WORK REQUEST >> Copy out the entries below exactly as they stand, but only from the line containing "assert!(begin.elapsed() < Duration::from_secs(2));" through the line containing "the one worker".

====

use crate::common::{runtime, spawn_worker, wait_until, Event, WORKER_SPIN};
use serial_test::serial;
use stackline::runtime::ThreadStatus;
use std::sync::atomic::{AtomicBool, AtomicI64, Ordering};
use std::sync::{mpsc, Arc};
use std::time::{Duration, Instant};

#[test]
#[serial]
fn test_thread_lifecycle_events() {
    let (rt, log) = runtime();
    rt.thread_created_or_terminated(7, true);
    rt.thread_created_or_terminated(7, false);
    assert_eq!(log.snapshot(), vec![Event::Created(7), Event::Terminated(7)]);
}

#[test]
#[serial]
fn test_terminated_thread_leaves_directory() {
    let (rt, _log) = runtime();
    let (release_tx, release_rx) = mpsc::channel::<()>();
    let (tid, join) = spawn_worker(&rt, move |_handle| {
        release_rx.recv().unwrap();
    });

    assert!(rt
        .get_thread_infos()
        .iter()
        .any(|info| info.thread_number == tid));

    rt.thread_created_or_terminated(tid, false);
    assert!(rt.get_thread_infos().is_empty());
    assert!(rt.get_thread_info(tid, false).is_none());

    release_tx.send(()).unwrap();
    join.join().unwrap();
}

#[test]
#[serial]
fn test_thread_infos_exclude_debugger() {
    let (rt, _log) = runtime();
    // the debugger thread itself may run instrumented code
    let _own = rt.attach_current_thread();
    let (release_tx, release_rx) = mpsc::channel::<()>();
    let (tid, join) = spawn_worker(&rt, move |_handle| {
        release_rx.recv().unwrap();
    });

    let infos = rt.get_thread_infos();
    assert_eq!(infos.len(), 1);
    assert_eq!(infos[0].thread_number, tid);
    assert_eq!(infos[0].status, ThreadStatus::Running);
    // a running thread yields no frames
    assert!(infos[0].frames.is_empty());

    assert!(rt.get_thread_info(rt.current_thread_number(), false).is_none());

    release_tx.send(()).unwrap();
    join.join().unwrap();
}

#[test]
#[serial]
fn test_break_all_is_best_effort() {
    let (rt, log) = runtime();
    let done = Arc::new(AtomicBool::new(false));

    // two threads probing instrumented lines
    let mut probing = Vec::new();
    for _ in 0..2 {
        let worker_done = Arc::clone(&done);
        probing.push(spawn_worker(&rt, move |handle| {
            let _frame = handle.enter_frame(&WORKER_SPIN, vec![], vec![]);
            while !worker_done.load(Ordering::Relaxed) {
                handle.line_probe(6);
            }
        }));
    }

    // one thread spinning outside instrumented code
    let (release_tx, release_rx) = mpsc::channel::<()>();
    let (free_tid, free_join) = spawn_worker(&rt, move |_handle| {
        release_rx.recv().unwrap();
    });

    let begin = Instant::now();
    rt.break_now(true);
    // the configured budget is 10ms x 20 slices
    assert!(begin.elapsed() < Duration::from_secs(2));

    let infos = rt.get_thread_infos();
    for info in &infos {
        if info.thread_number == free_tid {
            assert_eq!(info.status, ThreadStatus::Running);
        } else {
            assert_eq!(info.status, ThreadStatus::StoppedBreakImmediate);
            assert_eq!(info.breakpoint, None);
        }
    }

    done.store(true, Ordering::Relaxed);
    rt.continue_threads(-1, 1);

    assert!(log.wait_for(Duration::from_secs(5), |events| {
        events.iter().filter(|e| matches!(e, Event::Started { .. })).count() == 2
    }));
    assert!(wait_until(Duration::from_secs(5), || {
        rt.get_thread_infos()
            .iter()
            .all(|info| info.status == ThreadStatus::Running)
    }));

    release_tx.send(()).unwrap();
    free_join.join().unwrap();
    for (_tid, join) in probing {
        join.join().unwrap();
    }
}

#[test]
#[serial]
fn test_stop_events_pair_up() {
    let (rt, log) = runtime();
    rt.add_file_line_breakpoint("Worker.hx", 6).unwrap();

    let (tid, join) = spawn_worker(&rt, |handle| {
        let _frame = handle.enter_frame(&WORKER_SPIN, vec![], vec![]);
        for _ in 0..3 {
            handle.line_probe(6);
        }
    });

    for expected in 1..=3 {
        assert!(log.wait_for_stops(expected));
        rt.continue_threads(tid, 1);
    }
    join.join().unwrap();

    // strict STOPPED -> STARTED alternation for the one worker
    let events = log.snapshot();
    assert_eq!(events.len(), 6);
    for pair in events.chunks(2) {
        assert!(matches!(pair[0], Event::Stopped { thread, .. } if thread == tid));
        assert!(matches!(pair[1], Event::Started { thread } if thread == tid));
    }
}

#[test]
#[serial]
fn test_disabled_thread_never_stops() {
    let (rt, log) = runtime();
    rt.add_file_line_breakpoint("Worker.hx", 6).unwrap();

    let iterations = Arc::new(AtomicI64::new(0));
    let worker_iterations = Arc::clone(&iterations);
    let (_tid, join) = spawn_worker(&rt, move |handle| {
        handle.enable_debugging(false);
        let _frame = handle.enter_frame(&WORKER_SPIN, vec![], vec![]);
        for _ in 0..100 {
            worker_iterations.fetch_add(1, Ordering::Relaxed);
            handle.line_probe(6);
        }
    });

    rt.break_now(false);
    join.join().unwrap();

    assert_eq!(iterations.load(Ordering::Relaxed), 100);
    assert!(log.stops().is_empty());
}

====

WRITTEN RESPONSE >>
    assert!(begin.elapsed() < Duration::from_secs(2));

    let infos = rt.get_thread_infos();
    for info in &infos {
        if info.thread_number == free_tid {
            assert_eq!(info.status, ThreadStatus::Running);
        } else {
            assert_eq!(info.status, ThreadStatus::StoppedBreakImmediate);
            assert_eq!(info.breakpoint, None);
        }
    }

    done.store(true, Ordering::Relaxed);
    rt.continue_threads(-1, 1);

    assert!(log.wait_for(Duration::from_secs(5), |events| {
        events.iter().filter(|e| matches!(e, Event::Started { .. })).count() == 2
    }));
    assert!(wait_until(Duration::from_secs(5), || {
        rt.get_thread_infos()
            .iter()
            .all(|info| info.status == ThreadStatus::Running)
    }));

    release_tx.send(()).unwrap();
    free_join.join().unwrap();
    for (_tid, join) in probing {
        join.join().unwrap();
    }
}

#[test]
#[serial]
fn test_stop_events_pair_up() {
    let (rt, log) = runtime();
    rt.add_file_line_breakpoint("Worker.hx", 6).unwrap();

    let (tid, join) = spawn_worker(&rt, |handle| {
        let _frame = handle.enter_frame(&WORKER_SPIN, vec![], vec![]);
        for _ in 0..3 {
            handle.line_probe(6);
        }
    });

    for expected in 1..=3 {
        assert!(log.wait_for_stops(expected));
        rt.continue_threads(tid, 1);
    }
    join.join().unwrap();

    // strict STOPPED -> STARTED alternation for the one worker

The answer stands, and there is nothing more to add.